═════ Data for this task

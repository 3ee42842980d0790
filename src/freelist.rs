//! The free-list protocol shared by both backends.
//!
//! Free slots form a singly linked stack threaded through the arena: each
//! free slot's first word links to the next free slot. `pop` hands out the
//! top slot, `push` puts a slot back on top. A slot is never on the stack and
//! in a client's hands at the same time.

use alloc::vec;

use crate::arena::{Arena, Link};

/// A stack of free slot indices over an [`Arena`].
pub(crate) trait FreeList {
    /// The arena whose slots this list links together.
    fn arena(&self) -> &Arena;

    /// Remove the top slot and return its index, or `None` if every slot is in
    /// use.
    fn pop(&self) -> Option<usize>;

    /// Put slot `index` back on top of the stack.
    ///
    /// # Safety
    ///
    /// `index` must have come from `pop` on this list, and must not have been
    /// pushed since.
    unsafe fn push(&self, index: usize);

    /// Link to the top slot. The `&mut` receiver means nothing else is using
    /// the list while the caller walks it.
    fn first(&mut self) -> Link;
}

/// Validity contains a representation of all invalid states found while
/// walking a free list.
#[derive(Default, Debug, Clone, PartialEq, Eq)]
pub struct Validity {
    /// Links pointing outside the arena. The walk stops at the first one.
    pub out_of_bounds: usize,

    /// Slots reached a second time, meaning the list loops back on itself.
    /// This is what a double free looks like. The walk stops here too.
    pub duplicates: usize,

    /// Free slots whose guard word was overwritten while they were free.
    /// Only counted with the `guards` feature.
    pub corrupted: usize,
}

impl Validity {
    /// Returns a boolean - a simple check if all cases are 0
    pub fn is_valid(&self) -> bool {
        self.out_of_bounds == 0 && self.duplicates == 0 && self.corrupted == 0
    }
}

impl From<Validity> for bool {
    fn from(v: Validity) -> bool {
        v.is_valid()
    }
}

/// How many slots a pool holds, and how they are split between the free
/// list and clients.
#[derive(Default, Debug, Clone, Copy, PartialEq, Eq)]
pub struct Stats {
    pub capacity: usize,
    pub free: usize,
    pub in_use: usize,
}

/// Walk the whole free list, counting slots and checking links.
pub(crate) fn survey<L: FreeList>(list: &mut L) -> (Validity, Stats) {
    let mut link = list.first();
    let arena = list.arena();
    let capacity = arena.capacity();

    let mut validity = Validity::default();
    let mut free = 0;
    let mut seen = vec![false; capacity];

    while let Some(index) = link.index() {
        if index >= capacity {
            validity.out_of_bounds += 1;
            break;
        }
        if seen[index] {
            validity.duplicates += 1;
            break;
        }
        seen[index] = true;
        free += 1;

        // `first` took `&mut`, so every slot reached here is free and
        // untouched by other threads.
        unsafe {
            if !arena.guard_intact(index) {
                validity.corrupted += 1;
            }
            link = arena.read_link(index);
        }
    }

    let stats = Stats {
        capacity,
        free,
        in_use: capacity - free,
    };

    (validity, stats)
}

══════════

Activity:
Pull out every line holding "crate" from the records above, and copy it.

Exercise answer:
use crate::arena::{Arena, Link};
pub(crate) trait FreeList {
pub(crate) fn survey<L: FreeList>(list: &mut L) -> (Validity, Stats) {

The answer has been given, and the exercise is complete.